Working with Known JSON Schemas

Introduction

You've started taking a look at JSON files and you'll continue to explore how to navigate and traverse these files. One common use case of JSON files will be when you are connecting to various websites through their established APIs to retrieve data from them. With these, you are typically given a schema for how the data is structured and then will use this knowledge to retrieve pertinent information.

Objectives

You will be able to:

Use the JSON module to load and parse JSON documents
Extract data using predefined JSON schemas
Convert JSON to a pandas DataFrame

Reading a JSON Schema

In this lesson, you'll take a look at the response from the New York Times API. The general idea is that the New York Times makes some of its data available over the web, and it uses the JSON format to do so.

Here's the JSON schema provided for a section of the NY Times API:

or a more detailed view (truncated):

You can see that the master structure is a dictionary and has a key named 'response'. The value associated with the 'response' key is also a dictionary and has two keys: 'docs' and 'meta'. As you continue to examine the schema hierarchy, you'll notice the vast majority of the elements comprising this data structure, in this case, are dictionaries.

Loading the Data File

As we have done in previous lessons, let's start by importing this data from the file. The code below uses the json module (documentation here) and built-in open function to load the data from a JSON file into a Python object called data.

In the cell below, first import the json library, then type the following code to load the file and assign it to the variable data:

with open('ny_times_response.json', 'r') as f:
    data = json.load(f)

# replace this comment with the code to import the JSON library

# replace this comment with the code to load the desired file and assign it to the variable

Now we can inspect what we loaded with some tools we are already familiar with.
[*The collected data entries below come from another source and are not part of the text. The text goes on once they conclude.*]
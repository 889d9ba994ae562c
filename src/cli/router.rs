//! Command routing and execution

use crate::app::AppConfig;
use crate::cli::args::{Commands, PruneArgs};
use crate::config::{find_manifest, load_project, Project, ProjectModel, MANIFEST_NAMES};
use crate::error::{ErrorCode, PruneError};
use crate::provider::AwsLambdaProvider;
use crate::prune::{PruneOrchestrator, PruneRequest, RunReport};
use anyhow::Result;
use indicatif::{ProgressBar, ProgressStyle};
use std::path::{Path, PathBuf};
use std::time::Duration;
use tracing::debug;

/// Execute a CLI command based on the parsed arguments
pub async fn execute_command(command: Commands, config: &AppConfig) -> Result<()> {
    match command {
        Commands::Prune(args) => run_prune(args, config).await,
        Commands::PostDeploy { prune, args } => {
            if !prune {
                debug!("post-deploy without --prune, nothing to do");
                return Ok(());
            }
            if !args.json {
                println!("------------------------");
            }
            run_prune(args, config).await
        }
    }
}

async fn run_prune(args: PruneArgs, config: &AppConfig) -> Result<()> {
    let manifest = locate_manifest(config)?;
    let project = load_project(&manifest).await?;

    let working_dir = tokio::fs::canonicalize(&config.working_dir)
        .await
        .unwrap_or_else(|_| config.working_dir.clone());
    let request = build_request(&args, &project, &working_dir);
    debug!("Prune request: {:?}", request);

    let provider = AwsLambdaProvider::with_stage_profiles(project.stage_profiles());
    let progress = if args.json {
        ProgressBar::hidden()
    } else {
        spinner()
    };

    let report = PruneOrchestrator::new(&project, &provider, project.prune.clone())
        .with_progress(progress)
        .run(&request)
        .await?;

    print_report(&report, args.json)?;

    let failures = report.failures();
    if !failures.is_empty() {
        return Err(PruneError::other(format!("Failed to prune {} item(s)", failures.len())).into());
    }
    Ok(())
}

fn locate_manifest(config: &AppConfig) -> Result<PathBuf, PruneError> {
    if let Some(path) = &config.project {
        return Ok(path.clone());
    }
    find_manifest(&config.working_dir).ok_or_else(|| {
        PruneError::config_with_code(
            ErrorCode::CONFIG_NOT_FOUND,
            format!(
                "No {} found in {} or any parent directory",
                MANIFEST_NAMES.join(" / "),
                config.working_dir.display()
            ),
        )
    })
}

/// Translate CLI arguments into a prune request
///
/// Functions under `working_dir` are passed along for runs that name none.
pub fn build_request(args: &PruneArgs, project: &Project, working_dir: &Path) -> PruneRequest {
    PruneRequest {
        names: args.names.clone(),
        all: args.all,
        region: args.region.clone(),
        stage: args.stage.clone(),
        keep_count: args.number,
        dry_run: args.dry_run,
        context_functions: project
            .functions_in_context(working_dir)
            .into_iter()
            .map(|f| f.name.clone())
            .collect(),
    }
}

fn spinner() -> ProgressBar {
    let bar = ProgressBar::new_spinner();
    if let Ok(style) = ProgressStyle::default_spinner().template("{spinner:.cyan} {msg}") {
        bar.set_style(style.tick_chars("⠁⠂⠄⡀⢀⠠⠐⠈ "));
    }
    bar.enable_steady_tick(Duration::from_millis(100));
    bar
}

fn print_report(report: &RunReport, json: bool) -> Result<()> {
    if json {
        println!("{}", serde_json::to_string_pretty(report)?);
    } else {
        print!("{}", report);
    }
    Ok(())
}
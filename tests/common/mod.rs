//! Common test utilities and helpers

#![allow(dead_code)]

use chrono::{DateTime, TimeZone, Utc};
use lambda_prune::config::{FunctionConfig, Project, PruneSettings};
use lambda_prune::provider::{AliasRecord, VersionRecord};
use std::path::Path;
use std::time::Duration;

/// Timestamp `minute` minutes into the fixture day
pub fn at(minute: u32) -> DateTime<Utc> {
    Utc.with_ymd_and_hms(2024, 6, 1, 0, 0, 0).unwrap() + chrono::Duration::minutes(minute as i64)
}

/// Versions "1".."count", each newer than the one before
pub fn versions(count: u32) -> Vec<VersionRecord> {
    (1..=count).map(|n| VersionRecord::new(n.to_string(), at(n))).collect()
}

pub fn alias(name: &str, version: &str) -> AliasRecord {
    AliasRecord::new(name, version)
}

/// Settings with a short throttle delay so retries don't slow tests down
pub fn fast_settings() -> PruneSettings {
    PruneSettings {
        throttle_delay: Duration::from_millis(5),
        ..PruneSettings::default()
    }
}

/// Builder for project fixtures
pub struct ProjectBuilder {
    project: Project,
}

impl ProjectBuilder {
    pub fn new(name: &str) -> Self {
        Self {
            project: Project::new(name, "/work"),
        }
    }

    pub fn stage(mut self, name: &str, regions: &[&str]) -> Self {
        self.project = self.project.with_stage(name, regions);
        self
    }

    pub fn function(mut self, name: &str) -> Self {
        self.project = self.project.with_function(FunctionConfig::new(name));
        self
    }

    /// A function whose deployed name includes the stage
    pub fn staged_function(mut self, name: &str) -> Self {
        self.project = self.project.with_function(
            FunctionConfig::new(name).with_deployed_name("${project}-${stage}-${function}"),
        );
        self
    }

    pub fn root(mut self, root: &Path) -> Self {
        self.project.root = root.to_path_buf();
        self
    }

    pub fn build(self) -> Project {
        self.project
    }
}
//! Top-level prune run: request validation and the per-region loop

use super::region::RegionOrchestrator;
use super::report::RunReport;
use super::retry::ThrottleRetry;
use super::scheduler::BoundedScheduler;
use super::unit::UnitPruner;
use crate::config::{FunctionConfig, ProjectModel, PruneSettings};
use crate::error::{ErrorCode, PruneError};
use crate::provider::LambdaProvider;
use indicatif::ProgressBar;
use tracing::{debug, info};

/// What the user asked to prune
#[derive(Debug, Clone, Default, PartialEq, Eq)]
pub struct PruneRequest {
    /// Function names given explicitly
    pub names: Vec<String>,
    /// Prune every function of the project
    pub all: bool,
    pub region: Option<String>,
    pub stage: Option<String>,
    /// Overrides the project's `keep` setting
    pub keep_count: Option<usize>,
    /// Report what would be deleted without deleting
    pub dry_run: bool,
    /// Functions implied by the working directory, used when nothing else selects
    pub context_functions: Vec<String>,
}

impl PruneRequest {
    pub fn new() -> Self {
        Self::default()
    }

    pub fn with_names<I, S>(mut self, names: I) -> Self
    where
        I: IntoIterator<Item = S>,
        S: Into<String>,
    {
        self.names = names.into_iter().map(Into::into).collect();
        self
    }

    pub fn with_all(mut self) -> Self {
        self.all = true;
        self
    }

    pub fn with_region(mut self, region: impl Into<String>) -> Self {
        self.region = Some(region.into());
        self
    }

    pub fn with_stage(mut self, stage: impl Into<String>) -> Self {
        self.stage = Some(stage.into());
        self
    }

    pub fn with_keep_count(mut self, keep_count: usize) -> Self {
        self.keep_count = Some(keep_count);
        self
    }

    pub fn with_dry_run(mut self, dry_run: bool) -> Self {
        self.dry_run = dry_run;
        self
    }

    pub fn with_context_functions<I, S>(mut self, names: I) -> Self
    where
        I: IntoIterator<Item = S>,
        S: Into<String>,
    {
        self.context_functions = names.into_iter().map(Into::into).collect();
        self
    }
}

/// A validated request: the functions and regions a run covers
#[derive(Debug, Clone, PartialEq, Eq)]
pub struct PrunePlan {
    pub functions: Vec<FunctionConfig>,
    pub regions: Vec<String>,
    pub keep_count: usize,
}

/// Runs a prune request against a project and a provider
pub struct PruneOrchestrator<'a> {
    project: &'a dyn ProjectModel,
    provider: &'a dyn LambdaProvider,
    settings: PruneSettings,
    progress: ProgressBar,
}

impl<'a> PruneOrchestrator<'a> {
    pub fn new(
        project: &'a dyn ProjectModel,
        provider: &'a dyn LambdaProvider,
        settings: PruneSettings,
    ) -> Self {
        Self {
            project,
            provider,
            settings,
            progress: ProgressBar::hidden(),
        }
    }

    /// Report progress through `progress`, one message per region
    pub fn with_progress(mut self, progress: ProgressBar) -> Self {
        self.progress = progress;
        self
    }

    /// Validate `request` and resolve its functions and regions
    ///
    /// Issues no provider calls.
    pub fn plan(&self, request: &PruneRequest) -> Result<PrunePlan, PruneError> {
        let stages = self.project.stages();
        if stages.is_empty() {
            return Err(PruneError::config_with_code(
                ErrorCode::CONFIG_NO_STAGES,
                "No existing stages in the project",
            ));
        }

        if let Some(stage) = &request.stage {
            if !stages.iter().any(|s| &s.name == stage) {
                return Err(PruneError::config_with_code(
                    ErrorCode::CONFIG_UNKNOWN_STAGE,
                    format!("Stage \"{}\" doesn't exist in your project", stage),
                ));
            }
        }

        if let Some(region) = &request.region {
            if !self.provider.is_valid_region(region) {
                return Err(PruneError::config_with_code(
                    ErrorCode::CONFIG_INVALID_REGION,
                    "Invalid region specified",
                ));
            }
        }

        let functions = self.resolve_functions(request)?;
        let regions = match &request.region {
            Some(region) => vec![region.clone()],
            None => self.all_regions(),
        };

        Ok(PrunePlan {
            functions,
            regions,
            keep_count: request.keep_count.unwrap_or(self.settings.keep),
        })
    }

    fn resolve_functions(&self, request: &PruneRequest) -> Result<Vec<FunctionConfig>, PruneError> {
        let functions = if !request.names.is_empty() {
            let mut selected: Vec<FunctionConfig> = Vec::new();
            for name in &request.names {
                let function = self.project.function(name).ok_or_else(|| {
                    PruneError::config_with_code(
                        ErrorCode::CONFIG_UNKNOWN_FUNCTION,
                        format!("Function \"{}\" doesn't exist in your project", name),
                    )
                })?;
                if !selected.iter().any(|f| f.name == function.name) {
                    selected.push(function.clone());
                }
            }
            selected
        } else if request.all {
            self.project.functions().to_vec()
        } else {
            request
                .context_functions
                .iter()
                .filter_map(|name| self.project.function(name))
                .cloned()
                .collect()
        };

        if functions.is_empty() {
            return Err(PruneError::config_with_code(
                ErrorCode::CONFIG_NO_FUNCTIONS,
                "You don't have any functions in your project",
            ));
        }
        Ok(functions)
    }

    /// Regions of every stage, in first-seen order
    fn all_regions(&self) -> Vec<String> {
        let mut regions: Vec<String> = Vec::new();
        for stage in self.project.stages() {
            for region in self.project.regions(&stage.name) {
                if !regions.contains(&region) {
                    regions.push(region);
                }
            }
        }
        regions
    }

    /// Prune the requested functions, one region at a time
    pub async fn run(&self, request: &PruneRequest) -> Result<RunReport, PruneError> {
        let plan = self.plan(request)?;
        info!(
            "Pruning specified functions in the following regions: {}",
            plan.regions.join(", ")
        );

        let pruner = UnitPruner::new(
            self.provider,
            ThrottleRetry::new(self.settings.throttle_delay),
            BoundedScheduler::new(self.settings.delete_concurrency),
            plan.keep_count,
            request.dry_run,
        );
        let regional = RegionOrchestrator::new(
            self.project,
            pruner,
            BoundedScheduler::new(self.settings.unit_concurrency),
        );

        let mut report = RunReport::new(request.dry_run);
        for region in &plan.regions {
            self.progress.set_message(format!("Pruning functions in {}", region));
            let region_report = regional
                .prune_region(region, &plan.functions, request.stage.as_deref())
                .await;
            report.insert(region_report);
        }
        self.progress.finish_and_clear();

        debug!(
            "Prune finished: {} versions across {} regions",
            report.total_deleted(),
            plan.regions.len()
        );
        Ok(report)
    }
}
//! Lambda version pruning engine
//!
//! A run fans out in three levels:
//!
//! - [`PruneOrchestrator`] validates a [`PruneRequest`] and visits regions one
//!   at a time
//! - [`RegionOrchestrator`] prunes the deployed functions of a region with
//!   bounded concurrency
//! - [`UnitPruner`] lists aliases and versions of one deployed function,
//!   applies the [retention policy](policy::decide) and deletes the rest
//!
//! Every provider call goes through [`ThrottleRetry`], which waits and retries
//! while the provider answers "Too many requests".

pub mod orchestrator;
pub mod policy;
pub mod region;
pub mod report;
pub mod retry;
pub mod scheduler;
pub mod unit;

pub use orchestrator::{PruneOrchestrator, PrunePlan, PruneRequest};
pub use policy::{decide, RetentionDecision};
pub use region::RegionOrchestrator;
pub use report::{PruneResult, RegionReport, RunFailure, RunReport, UnitFailure, VersionFailure};
pub use retry::{ThrottleRetry, DEFAULT_THROTTLE_DELAY};
pub use scheduler::{BoundedScheduler, DEFAULT_CONCURRENCY};
pub use unit::{PruneUnit, UnitPruner};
In the cell below, use the type() function to print the data type of the loaded file data, then print the keys of the file using the keys() method.

# replace this comment with the code to print the data type of the file `data`

# replace this comment with the code to print the keys of the file

# -EXPECTED OUTPUT-
# <class 'dict'>
# dict_keys(['status', 'copyright', 'response'])

You should see that there are two additional keys 'status' and 'copyright' which were not shown in the schema documentation. As with most forms of documentation, it's important to be aware that published schemas may differ somewhat from the actual data, and your code should be able to handle these unexpected differences, within reason.

Loading Specific Data

Looking at the schema, you might be interested in retrieving a specific piece of data, such as the articles' headlines. Notice that this is a key under 'docs', which is under 'response'. So the schema is roughly: data --> 'response' --> 'docs' --> 'headline', something like data['response']['docs']['headline'].

Let's see what happens if we try that:

In the cell below, type the following code to retreive the data:

data['response']['docs']['headline']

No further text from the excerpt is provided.